─── DATA TO PROCESS ───

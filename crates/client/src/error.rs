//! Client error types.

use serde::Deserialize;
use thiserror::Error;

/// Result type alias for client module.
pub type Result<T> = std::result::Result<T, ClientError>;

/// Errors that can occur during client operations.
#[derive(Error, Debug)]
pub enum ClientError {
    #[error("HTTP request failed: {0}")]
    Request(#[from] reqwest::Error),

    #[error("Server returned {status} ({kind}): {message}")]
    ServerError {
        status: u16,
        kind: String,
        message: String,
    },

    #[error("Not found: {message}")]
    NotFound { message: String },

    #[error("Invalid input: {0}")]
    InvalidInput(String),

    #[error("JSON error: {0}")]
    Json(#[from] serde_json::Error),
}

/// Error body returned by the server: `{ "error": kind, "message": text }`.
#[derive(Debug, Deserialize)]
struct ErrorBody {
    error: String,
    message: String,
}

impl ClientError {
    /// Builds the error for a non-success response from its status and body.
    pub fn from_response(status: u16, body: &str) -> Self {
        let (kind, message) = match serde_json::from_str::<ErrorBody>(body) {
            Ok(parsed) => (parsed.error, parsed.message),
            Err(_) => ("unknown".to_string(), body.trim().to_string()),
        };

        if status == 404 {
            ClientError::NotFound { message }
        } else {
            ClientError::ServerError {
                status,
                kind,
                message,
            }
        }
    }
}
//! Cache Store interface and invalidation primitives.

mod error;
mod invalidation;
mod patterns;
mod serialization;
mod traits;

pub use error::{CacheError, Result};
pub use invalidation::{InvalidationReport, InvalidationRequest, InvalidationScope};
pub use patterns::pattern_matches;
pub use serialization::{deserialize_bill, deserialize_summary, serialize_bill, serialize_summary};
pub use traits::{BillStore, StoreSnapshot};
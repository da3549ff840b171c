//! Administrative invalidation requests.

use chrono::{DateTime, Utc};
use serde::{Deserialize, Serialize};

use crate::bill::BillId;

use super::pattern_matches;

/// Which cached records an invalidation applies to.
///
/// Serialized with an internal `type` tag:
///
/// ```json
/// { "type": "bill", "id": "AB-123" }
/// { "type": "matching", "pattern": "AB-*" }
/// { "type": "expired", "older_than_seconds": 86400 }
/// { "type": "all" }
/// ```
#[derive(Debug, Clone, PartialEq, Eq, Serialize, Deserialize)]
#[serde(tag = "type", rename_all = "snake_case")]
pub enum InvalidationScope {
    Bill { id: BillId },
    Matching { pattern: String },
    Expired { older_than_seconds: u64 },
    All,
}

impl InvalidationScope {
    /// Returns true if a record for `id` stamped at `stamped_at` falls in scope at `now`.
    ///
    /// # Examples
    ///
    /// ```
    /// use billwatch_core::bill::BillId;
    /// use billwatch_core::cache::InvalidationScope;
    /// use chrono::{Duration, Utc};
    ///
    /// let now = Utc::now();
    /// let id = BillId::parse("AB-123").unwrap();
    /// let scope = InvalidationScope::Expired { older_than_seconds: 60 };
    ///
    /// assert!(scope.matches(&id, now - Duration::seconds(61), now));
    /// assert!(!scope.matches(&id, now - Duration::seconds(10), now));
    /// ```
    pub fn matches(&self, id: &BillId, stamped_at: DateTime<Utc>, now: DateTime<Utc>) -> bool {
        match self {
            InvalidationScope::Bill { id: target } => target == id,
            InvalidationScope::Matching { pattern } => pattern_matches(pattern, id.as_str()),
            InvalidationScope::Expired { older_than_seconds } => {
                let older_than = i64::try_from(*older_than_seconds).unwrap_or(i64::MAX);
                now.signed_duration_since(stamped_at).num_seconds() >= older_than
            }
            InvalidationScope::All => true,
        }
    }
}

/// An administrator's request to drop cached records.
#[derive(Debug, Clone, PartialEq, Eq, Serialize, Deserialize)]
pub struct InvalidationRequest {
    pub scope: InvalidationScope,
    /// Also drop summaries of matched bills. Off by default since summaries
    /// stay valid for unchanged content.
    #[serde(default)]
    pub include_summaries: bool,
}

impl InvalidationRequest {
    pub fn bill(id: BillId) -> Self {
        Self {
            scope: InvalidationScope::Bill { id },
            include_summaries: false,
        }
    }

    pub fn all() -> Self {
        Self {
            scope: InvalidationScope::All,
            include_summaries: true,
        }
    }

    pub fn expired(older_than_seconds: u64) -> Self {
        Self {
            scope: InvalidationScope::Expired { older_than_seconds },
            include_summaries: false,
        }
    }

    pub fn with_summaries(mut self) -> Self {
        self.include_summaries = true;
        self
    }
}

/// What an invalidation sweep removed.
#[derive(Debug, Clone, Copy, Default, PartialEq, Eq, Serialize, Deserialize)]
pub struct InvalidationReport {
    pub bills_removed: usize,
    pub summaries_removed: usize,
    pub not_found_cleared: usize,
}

───
─── DATA TO PROCESS ───

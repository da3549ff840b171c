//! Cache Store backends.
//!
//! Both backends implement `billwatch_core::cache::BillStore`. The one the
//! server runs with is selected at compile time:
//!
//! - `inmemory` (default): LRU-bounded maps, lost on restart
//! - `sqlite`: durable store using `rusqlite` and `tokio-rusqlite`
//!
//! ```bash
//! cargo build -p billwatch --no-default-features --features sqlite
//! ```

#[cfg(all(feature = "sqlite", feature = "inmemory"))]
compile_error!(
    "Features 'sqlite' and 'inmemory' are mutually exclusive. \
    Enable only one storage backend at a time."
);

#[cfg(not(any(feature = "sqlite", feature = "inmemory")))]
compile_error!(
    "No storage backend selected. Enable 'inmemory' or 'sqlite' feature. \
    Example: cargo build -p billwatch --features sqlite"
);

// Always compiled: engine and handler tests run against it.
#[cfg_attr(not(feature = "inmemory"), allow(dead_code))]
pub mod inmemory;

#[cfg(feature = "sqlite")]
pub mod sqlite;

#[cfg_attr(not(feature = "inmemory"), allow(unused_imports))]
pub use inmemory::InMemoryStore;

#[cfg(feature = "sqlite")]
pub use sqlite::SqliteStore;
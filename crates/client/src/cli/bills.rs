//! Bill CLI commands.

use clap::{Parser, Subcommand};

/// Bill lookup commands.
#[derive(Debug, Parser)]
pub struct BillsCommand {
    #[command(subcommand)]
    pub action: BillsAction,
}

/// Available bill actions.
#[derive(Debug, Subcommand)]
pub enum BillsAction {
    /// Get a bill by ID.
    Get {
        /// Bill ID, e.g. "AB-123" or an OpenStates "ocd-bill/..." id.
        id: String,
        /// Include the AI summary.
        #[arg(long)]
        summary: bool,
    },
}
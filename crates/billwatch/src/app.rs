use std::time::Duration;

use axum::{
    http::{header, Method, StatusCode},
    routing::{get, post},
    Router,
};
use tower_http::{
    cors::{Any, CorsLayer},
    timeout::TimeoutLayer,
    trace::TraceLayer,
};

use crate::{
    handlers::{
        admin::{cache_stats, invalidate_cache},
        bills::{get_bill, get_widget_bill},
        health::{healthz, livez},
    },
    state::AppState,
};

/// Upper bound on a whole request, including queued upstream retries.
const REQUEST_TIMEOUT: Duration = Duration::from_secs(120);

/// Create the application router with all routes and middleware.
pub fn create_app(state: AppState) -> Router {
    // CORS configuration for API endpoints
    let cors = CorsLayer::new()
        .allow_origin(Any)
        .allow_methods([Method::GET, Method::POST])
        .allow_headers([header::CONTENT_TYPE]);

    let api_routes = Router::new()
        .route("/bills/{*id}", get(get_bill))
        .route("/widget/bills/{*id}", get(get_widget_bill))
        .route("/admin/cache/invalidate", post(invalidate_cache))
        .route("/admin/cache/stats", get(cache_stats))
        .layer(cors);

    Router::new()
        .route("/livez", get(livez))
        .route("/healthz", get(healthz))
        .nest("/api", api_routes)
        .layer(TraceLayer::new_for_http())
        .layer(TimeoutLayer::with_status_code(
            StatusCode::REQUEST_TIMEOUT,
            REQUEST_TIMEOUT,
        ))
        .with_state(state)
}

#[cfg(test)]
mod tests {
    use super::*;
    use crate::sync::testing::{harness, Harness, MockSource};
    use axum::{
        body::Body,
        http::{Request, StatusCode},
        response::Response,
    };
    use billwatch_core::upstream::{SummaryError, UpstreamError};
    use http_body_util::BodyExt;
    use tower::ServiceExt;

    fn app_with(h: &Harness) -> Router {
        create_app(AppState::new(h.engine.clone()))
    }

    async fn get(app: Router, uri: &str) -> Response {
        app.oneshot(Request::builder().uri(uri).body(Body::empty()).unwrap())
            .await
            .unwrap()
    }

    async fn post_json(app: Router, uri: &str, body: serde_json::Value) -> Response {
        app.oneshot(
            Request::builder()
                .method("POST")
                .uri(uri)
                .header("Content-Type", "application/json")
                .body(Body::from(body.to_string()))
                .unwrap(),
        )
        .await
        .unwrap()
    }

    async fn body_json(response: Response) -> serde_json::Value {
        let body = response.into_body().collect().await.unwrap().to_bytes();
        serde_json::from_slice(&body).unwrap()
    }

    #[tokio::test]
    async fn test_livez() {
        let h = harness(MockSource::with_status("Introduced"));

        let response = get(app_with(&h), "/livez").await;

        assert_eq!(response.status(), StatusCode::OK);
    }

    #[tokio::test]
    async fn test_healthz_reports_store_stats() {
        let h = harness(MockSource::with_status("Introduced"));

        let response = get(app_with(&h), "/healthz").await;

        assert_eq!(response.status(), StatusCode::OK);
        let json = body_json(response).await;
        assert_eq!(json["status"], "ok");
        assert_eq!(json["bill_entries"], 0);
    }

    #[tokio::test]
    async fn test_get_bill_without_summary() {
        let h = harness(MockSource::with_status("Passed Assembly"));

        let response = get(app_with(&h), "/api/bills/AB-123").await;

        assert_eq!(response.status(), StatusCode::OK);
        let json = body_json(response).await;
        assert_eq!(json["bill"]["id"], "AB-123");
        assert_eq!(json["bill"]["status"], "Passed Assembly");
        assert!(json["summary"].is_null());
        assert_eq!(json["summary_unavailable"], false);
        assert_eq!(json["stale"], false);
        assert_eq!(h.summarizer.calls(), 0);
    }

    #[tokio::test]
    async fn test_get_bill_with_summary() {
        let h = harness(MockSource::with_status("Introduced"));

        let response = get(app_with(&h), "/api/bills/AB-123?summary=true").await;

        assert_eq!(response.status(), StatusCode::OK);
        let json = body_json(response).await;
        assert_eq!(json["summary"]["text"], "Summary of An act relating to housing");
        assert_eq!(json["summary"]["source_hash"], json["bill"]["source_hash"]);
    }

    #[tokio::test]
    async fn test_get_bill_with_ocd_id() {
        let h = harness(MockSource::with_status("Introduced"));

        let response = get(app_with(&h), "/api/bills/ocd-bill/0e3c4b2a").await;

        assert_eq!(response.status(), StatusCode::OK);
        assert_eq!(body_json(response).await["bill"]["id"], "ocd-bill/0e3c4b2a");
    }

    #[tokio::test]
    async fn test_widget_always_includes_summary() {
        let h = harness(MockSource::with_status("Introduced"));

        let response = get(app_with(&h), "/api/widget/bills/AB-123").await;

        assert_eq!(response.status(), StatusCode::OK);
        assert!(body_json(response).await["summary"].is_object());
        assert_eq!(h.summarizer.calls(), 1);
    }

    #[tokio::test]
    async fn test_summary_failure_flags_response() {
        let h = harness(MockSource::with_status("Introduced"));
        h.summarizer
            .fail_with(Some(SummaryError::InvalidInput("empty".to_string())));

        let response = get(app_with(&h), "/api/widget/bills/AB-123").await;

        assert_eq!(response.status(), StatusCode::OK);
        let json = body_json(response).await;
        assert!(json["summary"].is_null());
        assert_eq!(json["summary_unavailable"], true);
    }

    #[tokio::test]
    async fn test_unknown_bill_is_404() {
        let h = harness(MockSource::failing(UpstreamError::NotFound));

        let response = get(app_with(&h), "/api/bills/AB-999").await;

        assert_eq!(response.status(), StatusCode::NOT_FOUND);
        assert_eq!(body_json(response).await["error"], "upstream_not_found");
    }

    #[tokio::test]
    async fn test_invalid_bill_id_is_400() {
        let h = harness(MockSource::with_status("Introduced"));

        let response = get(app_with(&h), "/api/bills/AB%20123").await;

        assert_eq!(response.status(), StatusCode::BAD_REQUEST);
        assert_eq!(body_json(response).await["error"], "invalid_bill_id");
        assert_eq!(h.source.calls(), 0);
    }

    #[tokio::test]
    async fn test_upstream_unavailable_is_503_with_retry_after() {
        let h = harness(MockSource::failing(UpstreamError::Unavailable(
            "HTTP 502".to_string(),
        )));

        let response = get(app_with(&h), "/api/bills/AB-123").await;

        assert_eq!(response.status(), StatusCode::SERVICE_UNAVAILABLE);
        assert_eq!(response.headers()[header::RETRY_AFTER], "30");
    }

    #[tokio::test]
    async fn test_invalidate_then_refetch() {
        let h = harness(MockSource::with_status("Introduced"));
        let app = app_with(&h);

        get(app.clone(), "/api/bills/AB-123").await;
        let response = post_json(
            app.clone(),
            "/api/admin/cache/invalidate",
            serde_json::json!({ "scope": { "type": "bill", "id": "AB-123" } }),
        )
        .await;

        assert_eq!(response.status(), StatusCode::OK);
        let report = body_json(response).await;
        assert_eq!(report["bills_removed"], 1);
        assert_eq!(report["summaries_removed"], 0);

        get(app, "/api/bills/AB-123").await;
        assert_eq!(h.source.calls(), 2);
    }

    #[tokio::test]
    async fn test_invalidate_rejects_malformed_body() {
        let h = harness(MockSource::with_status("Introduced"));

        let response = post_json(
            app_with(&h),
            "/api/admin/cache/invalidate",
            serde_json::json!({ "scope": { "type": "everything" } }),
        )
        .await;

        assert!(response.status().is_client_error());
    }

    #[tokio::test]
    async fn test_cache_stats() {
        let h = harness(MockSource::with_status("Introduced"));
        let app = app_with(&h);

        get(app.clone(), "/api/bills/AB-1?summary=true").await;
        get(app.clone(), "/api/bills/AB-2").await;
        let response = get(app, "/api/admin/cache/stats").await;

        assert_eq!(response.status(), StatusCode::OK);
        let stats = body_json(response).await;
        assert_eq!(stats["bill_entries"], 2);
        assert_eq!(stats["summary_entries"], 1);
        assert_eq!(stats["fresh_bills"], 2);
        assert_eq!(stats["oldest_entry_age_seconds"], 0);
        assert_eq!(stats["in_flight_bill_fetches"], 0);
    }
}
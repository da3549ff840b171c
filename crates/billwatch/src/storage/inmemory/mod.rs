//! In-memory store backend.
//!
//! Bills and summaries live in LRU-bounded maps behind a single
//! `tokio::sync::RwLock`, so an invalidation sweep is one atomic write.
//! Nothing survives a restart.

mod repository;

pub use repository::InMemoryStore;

───

WORK REQUIRED »
Counting only lines that hold "CorsLayer", state how many appear in the records, and give nothing but the number.

PROBLEM SOLUTION »
2